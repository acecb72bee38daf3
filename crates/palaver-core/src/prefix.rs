//! Short-prefix resolution for conversation IDs.
//!
//! Maps a 12-hex-char prefix to the full 64-hex-char conversation ID, backed
//! by an append-only in-memory index built incrementally as conversations are
//! created. Conversations created before the index existed only become
//! prefix-resolvable once they are touched again (no retroactive backfill).

use std::collections::HashMap;
use std::sync::RwLock;

use crate::error::{PalaverError, Result};
use crate::event::{is_full_id, is_prefix_id, PREFIX_ID_LEN};

/// O(1)-ish prefix-to-full-ID index.
///
/// Thread-safe; `add` is idempotent and called at conversation-creation time
/// only.
#[derive(Debug, Default)]
pub struct PrefixResolver {
    index: RwLock<HashMap<String, String>>,
}

impl PrefixResolver {
    /// Creates an empty resolver.
    pub fn new() -> Self {
        Self::default()
    }

    /// Registers a full conversation ID under its 12-char prefix.
    ///
    /// Re-adding the same ID is a no-op. When two distinct IDs share a
    /// prefix, the first registration wins and the collision is logged.
    ///
    /// # Errors
    ///
    /// Returns `Internal` when `full_id` is not a well-formed 64-hex ID.
    pub fn add(&self, full_id: &str) -> Result<()> {
        if !is_full_id(full_id) {
            return Err(PalaverError::internal(format!(
                "Cannot index malformed conversation ID: '{}'",
                full_id
            )));
        }
        let prefix = full_id[..PREFIX_ID_LEN].to_string();
        let mut index = self
            .index
            .write()
            .map_err(|_| PalaverError::internal("Prefix index lock poisoned"))?;
        match index.get(&prefix) {
            Some(existing) if existing != full_id => {
                tracing::warn!(
                    prefix = %prefix,
                    "Prefix collision: keeping first-registered conversation ID"
                );
            }
            Some(_) => {}
            None => {
                index.insert(prefix, full_id.to_string());
            }
        }
        Ok(())
    }

    /// Resolves a 12-char prefix to the full conversation ID.
    ///
    /// Returns `None` both for prefixes that were never indexed and for
    /// malformed input (anything that is not exactly 12 lowercase hex
    /// characters) — resolution never raises.
    pub fn resolve(&self, prefix: &str) -> Option<String> {
        if !is_prefix_id(prefix) {
            return None;
        }
        self.index
            .read()
            .ok()
            .and_then(|index| index.get(prefix).cloned())
    }

    /// Number of indexed conversations.
    pub fn len(&self) -> usize {
        self.index.read().map(|index| index.len()).unwrap_or(0)
    }

    /// Whether the index is empty.
    pub fn is_empty(&self) -> bool {
        self.len() == 0
    }
}
//! Infrastructure layer for Palaver.
//!
//! File-system implementations of the persistence and search traits defined
//! in `palaver-core`: one JSON document per conversation, a per-project
//! metadata index, an archive area, and a rebuildable full-text index.

pub mod json_repository;
pub mod paths;
pub mod search_index;

pub use json_repository::JsonConversationRepository;
pub use paths::ProjectPaths;
pub use search_index::FileSearchIndex;
//! Ambient "current project" context.
//!
//! The ambient project is carried in a task-local scope rather than a
//! module-level singleton, so deeply-nested calls observe it without
//! threading a parameter by hand, and concurrent tasks for different
//! projects cannot clobber each other.

use std::future::Future;

tokio::task_local! {
    static CURRENT_PROJECT: String;
}

/// Runs `fut` with `project_id` as the ambient current project.
///
/// Nested scopes shadow outer ones for their duration.
pub async fn with_project<F>(project_id: impl Into<String>, fut: F) -> F::Output
where
    F: Future,
{
    CURRENT_PROJECT.scope(project_id.into(), fut).await
}

/// Returns the ambient current project, if the calling task is inside a
/// [`with_project`] scope.
pub fn current_project() -> Option<String> {
    CURRENT_PROJECT.try_with(|p| p.clone()).ok()
}
//! Workflow phases and recorded phase transitions.

use serde::{Deserialize, Serialize};
use strum_macros::{Display, EnumString};

/// Coarse workflow stage a conversation is in.
///
/// Changed only via recorded transitions (see [`PhaseTransition`]), never by
/// direct assignment from callers.
#[derive(
    Debug, Clone, Copy, PartialEq, Eq, Serialize, Deserialize, Display, EnumString, Default,
)]
#[serde(rename_all = "lowercase")]
#[strum(serialize_all = "lowercase", ascii_case_insensitive)]
pub enum Phase {
    /// Free-form discussion, the initial phase
    #[default]
    Chat,
    /// Planning the work
    Plan,
    /// Executing the plan
    Execute,
    /// Verifying the produced work
    Verification,
    /// Cleanup work (commits, formatting, housekeeping)
    Chores,
    /// Post-work reflection
    Reflection,
}

/// One recorded phase change, kept in an append-only log so "why are we in
/// this phase" can always be reconstructed.
#[derive(Debug, Clone, PartialEq, Serialize, Deserialize)]
pub struct PhaseTransition {
    /// Phase the conversation was in before the transition
    pub from: Phase,
    /// Phase the conversation moved to
    pub to: Phase,
    /// Human-readable reason for the transition
    pub message: String,
    /// When the transition happened (epoch seconds)
    pub timestamp: i64,
    /// Public key of the agent that requested the transition
    pub agent_pubkey: String,
    /// Display name of that agent
    pub agent_name: String,
}
//! Search index trait definition.

use async_trait::async_trait;

use crate::error::Result;
use crate::search::{SearchQuery, SearchResultItem};

/// Rebuildable, debounced, per-project full-text index over conversation
/// messages, covering all conversations on disk, not just cached ones.
#[async_trait]
pub trait SearchIndex: Send + Sync {
    /// Executes a structured query against the index.
    ///
    /// The result set is capped at `limit`; an unbounded scan is never
    /// returned to a caller.
    async fn search(&self, query: &SearchQuery, limit: usize) -> Result<Vec<SearchResultItem>>;

    /// Requests an incremental re-index of one conversation.
    ///
    /// Bursts within the debounce window are coalesced; the update is folded
    /// in lazily on the next query once the window has elapsed.
    async fn trigger_update(&self, conversation_id: &str);

    /// Full rescan from the source conversation files. Expensive; meant for
    /// recovery, not the steady-state path.
    ///
    /// Returns the number of conversations indexed.
    async fn rebuild(&self) -> Result<usize>;
}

#### Description of the task
Would you please copy the lines above, from the one holding "of that agent" through the last, and nothing else?

#### Answer area
    /// Display name of that agent
    pub agent_name: String,
}
//! Search index trait definition.

use async_trait::async_trait;

use crate::error::Result;
use crate::search::{SearchQuery, SearchResultItem};

/// Rebuildable, debounced, per-project full-text index over conversation
/// messages, covering all conversations on disk, not just cached ones.
#[async_trait]
pub trait SearchIndex: Send + Sync {
    /// Executes a structured query against the index.
    ///
    /// The result set is capped at `limit`; an unbounded scan is never
    /// returned to a caller.
    async fn search(&self, query: &SearchQuery, limit: usize) -> Result<Vec<SearchResultItem>>;

    /// Requests an incremental re-index of one conversation.
    ///
    /// Bursts within the debounce window are coalesced; the update is folded
    /// in lazily on the next query once the window has elapsed.
    async fn trigger_update(&self, conversation_id: &str);

    /// Full rescan from the source conversation files. Expensive; meant for
    /// recovery, not the steady-state path.
    ///
    /// Returns the number of conversations indexed.
    async fn rebuild(&self) -> Result<usize>;
}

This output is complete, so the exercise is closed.